Records shown:
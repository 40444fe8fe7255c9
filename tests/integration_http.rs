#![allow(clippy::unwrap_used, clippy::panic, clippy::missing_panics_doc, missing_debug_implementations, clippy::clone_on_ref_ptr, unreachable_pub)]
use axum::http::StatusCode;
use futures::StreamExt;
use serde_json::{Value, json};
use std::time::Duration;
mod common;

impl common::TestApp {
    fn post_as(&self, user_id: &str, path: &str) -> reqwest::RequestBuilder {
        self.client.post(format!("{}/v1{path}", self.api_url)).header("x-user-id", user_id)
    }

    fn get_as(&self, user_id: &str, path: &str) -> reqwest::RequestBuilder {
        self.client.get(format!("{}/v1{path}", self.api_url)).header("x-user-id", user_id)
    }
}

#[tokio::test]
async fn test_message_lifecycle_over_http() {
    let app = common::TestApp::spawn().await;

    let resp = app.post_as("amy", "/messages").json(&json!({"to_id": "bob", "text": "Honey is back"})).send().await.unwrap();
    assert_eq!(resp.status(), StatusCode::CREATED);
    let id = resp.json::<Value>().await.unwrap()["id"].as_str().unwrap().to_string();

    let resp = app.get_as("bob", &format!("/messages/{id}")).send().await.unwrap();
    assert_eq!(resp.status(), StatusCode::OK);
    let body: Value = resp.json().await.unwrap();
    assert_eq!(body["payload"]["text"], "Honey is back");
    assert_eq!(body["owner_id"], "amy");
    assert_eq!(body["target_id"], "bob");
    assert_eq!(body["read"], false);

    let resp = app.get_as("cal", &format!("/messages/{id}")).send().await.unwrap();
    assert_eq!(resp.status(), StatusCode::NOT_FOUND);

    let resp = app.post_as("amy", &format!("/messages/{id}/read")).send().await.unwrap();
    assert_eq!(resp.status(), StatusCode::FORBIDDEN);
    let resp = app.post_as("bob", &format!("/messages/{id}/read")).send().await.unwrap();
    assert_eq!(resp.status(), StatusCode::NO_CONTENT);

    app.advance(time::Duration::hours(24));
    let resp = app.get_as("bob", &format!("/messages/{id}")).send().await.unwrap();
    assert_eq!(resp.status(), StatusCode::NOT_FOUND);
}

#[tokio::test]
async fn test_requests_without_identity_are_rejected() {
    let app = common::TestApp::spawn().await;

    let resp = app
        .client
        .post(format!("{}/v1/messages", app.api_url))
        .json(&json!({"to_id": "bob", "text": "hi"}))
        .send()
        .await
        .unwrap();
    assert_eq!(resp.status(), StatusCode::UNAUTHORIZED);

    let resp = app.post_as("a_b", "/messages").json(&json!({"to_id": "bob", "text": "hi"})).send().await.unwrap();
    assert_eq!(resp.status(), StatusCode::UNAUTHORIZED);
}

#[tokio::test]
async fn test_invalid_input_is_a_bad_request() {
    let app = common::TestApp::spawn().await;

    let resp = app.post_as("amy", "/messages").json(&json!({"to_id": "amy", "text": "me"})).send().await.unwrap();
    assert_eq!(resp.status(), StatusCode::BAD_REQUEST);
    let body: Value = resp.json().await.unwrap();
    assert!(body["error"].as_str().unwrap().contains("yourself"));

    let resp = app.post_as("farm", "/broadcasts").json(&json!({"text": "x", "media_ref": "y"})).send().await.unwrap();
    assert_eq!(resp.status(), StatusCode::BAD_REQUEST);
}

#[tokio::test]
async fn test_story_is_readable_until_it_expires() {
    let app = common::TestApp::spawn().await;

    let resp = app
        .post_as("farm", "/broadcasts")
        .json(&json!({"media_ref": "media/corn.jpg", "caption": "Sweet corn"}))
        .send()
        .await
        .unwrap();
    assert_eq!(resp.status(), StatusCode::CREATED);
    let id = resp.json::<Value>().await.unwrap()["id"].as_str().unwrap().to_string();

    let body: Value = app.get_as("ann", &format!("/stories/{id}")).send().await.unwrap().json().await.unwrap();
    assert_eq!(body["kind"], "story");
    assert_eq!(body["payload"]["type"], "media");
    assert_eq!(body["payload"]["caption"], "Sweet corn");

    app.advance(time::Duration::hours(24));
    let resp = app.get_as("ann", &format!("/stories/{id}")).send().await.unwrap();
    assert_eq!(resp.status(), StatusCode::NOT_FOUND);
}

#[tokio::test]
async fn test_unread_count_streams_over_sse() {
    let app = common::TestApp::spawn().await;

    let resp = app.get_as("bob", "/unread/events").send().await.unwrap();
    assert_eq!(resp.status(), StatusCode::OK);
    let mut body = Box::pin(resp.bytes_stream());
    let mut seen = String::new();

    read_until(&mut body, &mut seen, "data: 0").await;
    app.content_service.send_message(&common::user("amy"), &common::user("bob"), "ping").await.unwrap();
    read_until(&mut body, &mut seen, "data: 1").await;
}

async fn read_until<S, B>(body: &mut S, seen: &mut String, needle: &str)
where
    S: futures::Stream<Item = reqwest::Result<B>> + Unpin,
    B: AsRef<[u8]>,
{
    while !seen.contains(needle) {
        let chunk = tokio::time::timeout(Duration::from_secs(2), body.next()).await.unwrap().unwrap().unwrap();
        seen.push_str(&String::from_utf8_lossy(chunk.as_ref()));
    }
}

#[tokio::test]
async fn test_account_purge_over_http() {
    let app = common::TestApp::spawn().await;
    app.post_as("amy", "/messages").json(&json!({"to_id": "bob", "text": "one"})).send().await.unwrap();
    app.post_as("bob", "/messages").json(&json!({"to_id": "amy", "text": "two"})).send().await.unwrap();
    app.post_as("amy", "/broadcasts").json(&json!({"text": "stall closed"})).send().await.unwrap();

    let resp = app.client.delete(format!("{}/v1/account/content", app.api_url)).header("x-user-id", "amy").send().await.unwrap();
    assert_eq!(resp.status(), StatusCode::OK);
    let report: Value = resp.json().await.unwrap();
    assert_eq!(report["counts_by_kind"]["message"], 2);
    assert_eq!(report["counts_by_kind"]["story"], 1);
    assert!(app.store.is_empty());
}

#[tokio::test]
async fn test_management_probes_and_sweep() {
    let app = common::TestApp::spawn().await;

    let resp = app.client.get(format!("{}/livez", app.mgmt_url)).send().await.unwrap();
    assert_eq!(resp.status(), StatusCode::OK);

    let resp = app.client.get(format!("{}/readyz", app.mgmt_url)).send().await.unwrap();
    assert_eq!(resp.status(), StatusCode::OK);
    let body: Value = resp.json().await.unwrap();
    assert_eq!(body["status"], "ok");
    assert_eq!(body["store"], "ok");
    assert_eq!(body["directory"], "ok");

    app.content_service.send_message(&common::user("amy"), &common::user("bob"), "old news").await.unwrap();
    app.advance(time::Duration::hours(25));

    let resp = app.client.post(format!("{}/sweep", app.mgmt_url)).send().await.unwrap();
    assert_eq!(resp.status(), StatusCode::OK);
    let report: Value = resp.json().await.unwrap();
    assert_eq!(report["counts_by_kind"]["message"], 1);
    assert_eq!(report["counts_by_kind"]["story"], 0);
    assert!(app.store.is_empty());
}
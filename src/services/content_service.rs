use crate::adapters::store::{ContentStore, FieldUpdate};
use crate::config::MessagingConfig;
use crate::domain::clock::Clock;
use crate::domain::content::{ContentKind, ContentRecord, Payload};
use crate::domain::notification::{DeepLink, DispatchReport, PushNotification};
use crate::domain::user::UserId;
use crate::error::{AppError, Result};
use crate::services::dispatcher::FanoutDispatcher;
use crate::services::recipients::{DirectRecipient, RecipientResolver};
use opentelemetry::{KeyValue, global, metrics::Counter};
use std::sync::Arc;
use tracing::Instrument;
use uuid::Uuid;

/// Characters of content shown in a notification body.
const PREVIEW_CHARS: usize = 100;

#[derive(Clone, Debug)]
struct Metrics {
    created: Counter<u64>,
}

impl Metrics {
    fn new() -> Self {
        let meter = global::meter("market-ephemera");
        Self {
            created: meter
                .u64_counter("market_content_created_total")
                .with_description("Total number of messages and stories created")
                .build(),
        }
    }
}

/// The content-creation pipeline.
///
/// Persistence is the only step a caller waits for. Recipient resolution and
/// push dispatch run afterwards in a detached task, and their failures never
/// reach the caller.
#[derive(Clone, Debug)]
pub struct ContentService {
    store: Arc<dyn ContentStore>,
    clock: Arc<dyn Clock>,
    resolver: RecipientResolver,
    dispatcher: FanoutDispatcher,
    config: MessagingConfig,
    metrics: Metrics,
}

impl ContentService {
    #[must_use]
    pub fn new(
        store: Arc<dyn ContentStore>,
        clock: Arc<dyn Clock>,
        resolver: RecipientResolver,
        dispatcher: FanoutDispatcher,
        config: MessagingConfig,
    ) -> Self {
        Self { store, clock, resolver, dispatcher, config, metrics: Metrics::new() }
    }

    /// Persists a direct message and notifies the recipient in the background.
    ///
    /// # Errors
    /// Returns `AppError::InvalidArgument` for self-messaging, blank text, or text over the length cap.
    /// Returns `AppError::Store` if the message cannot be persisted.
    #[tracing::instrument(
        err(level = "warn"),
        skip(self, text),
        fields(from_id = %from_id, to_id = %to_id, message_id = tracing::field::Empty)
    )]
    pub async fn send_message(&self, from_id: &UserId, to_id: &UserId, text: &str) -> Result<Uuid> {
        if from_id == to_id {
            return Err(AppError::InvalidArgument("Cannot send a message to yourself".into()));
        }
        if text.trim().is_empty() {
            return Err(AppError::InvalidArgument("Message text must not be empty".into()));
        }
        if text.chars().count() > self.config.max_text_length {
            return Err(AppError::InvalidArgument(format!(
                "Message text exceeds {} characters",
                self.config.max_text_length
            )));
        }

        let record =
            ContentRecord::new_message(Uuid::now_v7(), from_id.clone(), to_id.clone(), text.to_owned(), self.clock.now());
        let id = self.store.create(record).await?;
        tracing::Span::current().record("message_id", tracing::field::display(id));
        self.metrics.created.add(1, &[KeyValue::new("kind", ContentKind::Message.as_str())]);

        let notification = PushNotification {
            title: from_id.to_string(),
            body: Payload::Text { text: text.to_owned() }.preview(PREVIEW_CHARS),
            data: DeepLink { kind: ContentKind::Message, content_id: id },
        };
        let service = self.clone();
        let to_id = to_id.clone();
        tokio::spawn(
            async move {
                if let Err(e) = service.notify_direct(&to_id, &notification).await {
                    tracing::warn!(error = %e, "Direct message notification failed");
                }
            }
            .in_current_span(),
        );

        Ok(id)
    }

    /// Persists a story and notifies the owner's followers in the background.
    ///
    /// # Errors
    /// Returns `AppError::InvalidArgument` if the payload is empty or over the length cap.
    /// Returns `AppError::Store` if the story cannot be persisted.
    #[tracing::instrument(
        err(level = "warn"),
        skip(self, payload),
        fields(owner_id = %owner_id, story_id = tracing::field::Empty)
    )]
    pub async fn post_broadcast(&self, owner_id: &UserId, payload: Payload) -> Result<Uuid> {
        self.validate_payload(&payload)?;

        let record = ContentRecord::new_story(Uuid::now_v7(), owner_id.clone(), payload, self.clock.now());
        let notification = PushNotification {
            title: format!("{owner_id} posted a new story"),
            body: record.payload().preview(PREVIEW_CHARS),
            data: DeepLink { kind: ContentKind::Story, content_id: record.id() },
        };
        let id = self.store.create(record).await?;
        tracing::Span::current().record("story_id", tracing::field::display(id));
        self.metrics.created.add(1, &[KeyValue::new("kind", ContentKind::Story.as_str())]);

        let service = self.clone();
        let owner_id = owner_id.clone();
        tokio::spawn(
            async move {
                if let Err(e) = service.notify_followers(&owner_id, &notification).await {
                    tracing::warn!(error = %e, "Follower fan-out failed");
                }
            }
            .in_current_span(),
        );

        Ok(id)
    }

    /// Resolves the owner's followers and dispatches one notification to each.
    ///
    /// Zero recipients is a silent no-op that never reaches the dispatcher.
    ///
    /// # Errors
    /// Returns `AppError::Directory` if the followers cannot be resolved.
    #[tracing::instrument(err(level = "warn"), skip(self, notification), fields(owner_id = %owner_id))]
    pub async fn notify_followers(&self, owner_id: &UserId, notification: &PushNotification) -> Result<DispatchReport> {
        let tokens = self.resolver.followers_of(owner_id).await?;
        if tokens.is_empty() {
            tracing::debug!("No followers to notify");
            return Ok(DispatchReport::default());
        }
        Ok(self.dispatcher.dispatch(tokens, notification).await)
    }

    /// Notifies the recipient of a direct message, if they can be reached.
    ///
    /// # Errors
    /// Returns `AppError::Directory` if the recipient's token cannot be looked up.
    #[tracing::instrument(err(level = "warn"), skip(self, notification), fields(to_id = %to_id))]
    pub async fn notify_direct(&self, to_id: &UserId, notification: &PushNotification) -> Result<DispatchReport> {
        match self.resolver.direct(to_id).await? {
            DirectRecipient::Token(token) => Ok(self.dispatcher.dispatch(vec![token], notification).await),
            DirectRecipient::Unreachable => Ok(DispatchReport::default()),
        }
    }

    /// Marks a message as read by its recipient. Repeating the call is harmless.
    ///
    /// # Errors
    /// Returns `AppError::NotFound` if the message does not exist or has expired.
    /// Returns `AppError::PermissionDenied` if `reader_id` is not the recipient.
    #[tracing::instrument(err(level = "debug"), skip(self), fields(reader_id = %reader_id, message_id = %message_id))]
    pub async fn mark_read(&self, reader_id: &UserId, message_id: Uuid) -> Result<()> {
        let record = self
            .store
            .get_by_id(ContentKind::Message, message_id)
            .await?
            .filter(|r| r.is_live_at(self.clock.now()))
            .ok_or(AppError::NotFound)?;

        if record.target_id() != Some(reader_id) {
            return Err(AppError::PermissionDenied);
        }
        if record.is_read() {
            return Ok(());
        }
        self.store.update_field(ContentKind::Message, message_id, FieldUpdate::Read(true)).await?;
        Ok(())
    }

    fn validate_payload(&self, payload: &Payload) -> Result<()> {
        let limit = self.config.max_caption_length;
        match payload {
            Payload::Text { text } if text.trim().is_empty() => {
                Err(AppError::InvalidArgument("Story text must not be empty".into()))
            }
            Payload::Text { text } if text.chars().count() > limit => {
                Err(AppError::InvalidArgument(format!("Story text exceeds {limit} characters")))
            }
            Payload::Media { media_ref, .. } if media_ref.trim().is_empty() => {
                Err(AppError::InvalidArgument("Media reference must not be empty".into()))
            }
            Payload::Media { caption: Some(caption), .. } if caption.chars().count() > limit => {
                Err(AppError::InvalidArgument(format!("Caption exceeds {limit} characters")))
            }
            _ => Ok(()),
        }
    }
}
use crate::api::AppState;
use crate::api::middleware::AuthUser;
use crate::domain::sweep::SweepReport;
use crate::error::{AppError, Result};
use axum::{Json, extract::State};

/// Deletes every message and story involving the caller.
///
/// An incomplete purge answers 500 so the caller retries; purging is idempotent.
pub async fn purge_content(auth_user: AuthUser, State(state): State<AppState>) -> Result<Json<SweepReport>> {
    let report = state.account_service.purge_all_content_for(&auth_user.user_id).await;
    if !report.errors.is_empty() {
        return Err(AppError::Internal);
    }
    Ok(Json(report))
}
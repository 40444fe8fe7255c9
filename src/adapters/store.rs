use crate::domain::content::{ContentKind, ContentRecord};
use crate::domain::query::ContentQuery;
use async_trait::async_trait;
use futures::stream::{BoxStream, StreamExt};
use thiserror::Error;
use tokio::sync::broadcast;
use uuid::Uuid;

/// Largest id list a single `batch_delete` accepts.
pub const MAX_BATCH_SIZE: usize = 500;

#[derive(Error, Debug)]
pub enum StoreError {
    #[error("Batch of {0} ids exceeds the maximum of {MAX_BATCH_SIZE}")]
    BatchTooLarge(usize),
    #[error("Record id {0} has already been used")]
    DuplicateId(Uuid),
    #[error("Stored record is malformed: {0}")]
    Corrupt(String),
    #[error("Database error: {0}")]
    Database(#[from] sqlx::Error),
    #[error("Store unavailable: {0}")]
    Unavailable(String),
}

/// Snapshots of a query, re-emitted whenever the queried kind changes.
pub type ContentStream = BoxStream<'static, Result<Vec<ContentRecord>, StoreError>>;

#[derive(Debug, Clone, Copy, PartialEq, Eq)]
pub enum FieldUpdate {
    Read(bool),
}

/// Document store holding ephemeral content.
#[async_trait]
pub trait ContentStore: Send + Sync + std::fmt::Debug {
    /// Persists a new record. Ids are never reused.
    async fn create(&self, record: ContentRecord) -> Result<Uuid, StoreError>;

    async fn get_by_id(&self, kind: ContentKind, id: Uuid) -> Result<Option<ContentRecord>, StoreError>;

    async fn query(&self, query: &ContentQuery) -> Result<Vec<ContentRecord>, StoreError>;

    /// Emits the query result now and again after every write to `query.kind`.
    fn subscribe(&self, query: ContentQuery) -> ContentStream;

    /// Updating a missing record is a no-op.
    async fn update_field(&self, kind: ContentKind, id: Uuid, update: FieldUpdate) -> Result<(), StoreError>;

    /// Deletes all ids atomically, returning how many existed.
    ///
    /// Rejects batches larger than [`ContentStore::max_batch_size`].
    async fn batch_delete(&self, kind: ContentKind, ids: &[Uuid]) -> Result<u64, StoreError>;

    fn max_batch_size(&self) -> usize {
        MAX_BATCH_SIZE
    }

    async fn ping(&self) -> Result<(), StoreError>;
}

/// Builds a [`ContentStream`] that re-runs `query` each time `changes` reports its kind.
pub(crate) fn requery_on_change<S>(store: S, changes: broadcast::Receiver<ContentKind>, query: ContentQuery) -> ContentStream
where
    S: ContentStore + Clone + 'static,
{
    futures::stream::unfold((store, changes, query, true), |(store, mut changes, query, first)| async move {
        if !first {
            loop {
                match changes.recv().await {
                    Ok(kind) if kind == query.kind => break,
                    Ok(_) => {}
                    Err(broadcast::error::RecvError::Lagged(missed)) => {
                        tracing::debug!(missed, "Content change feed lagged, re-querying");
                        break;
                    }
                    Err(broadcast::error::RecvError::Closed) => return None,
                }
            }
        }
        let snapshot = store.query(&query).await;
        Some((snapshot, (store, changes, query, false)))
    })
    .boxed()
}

Task brief: Read the lines above. Gather those in which the string "seen" is found.

Output for this task:
    let mut seen = String::new();
    read_until(&mut body, &mut seen, "data: 0").await;
    read_until(&mut body, &mut seen, "data: 1").await;
async fn read_until<S, B>(body: &mut S, seen: &mut String, needle: &str)
    while !seen.contains(needle) {
        seen.push_str(&String::from_utf8_lossy(chunk.as_ref()));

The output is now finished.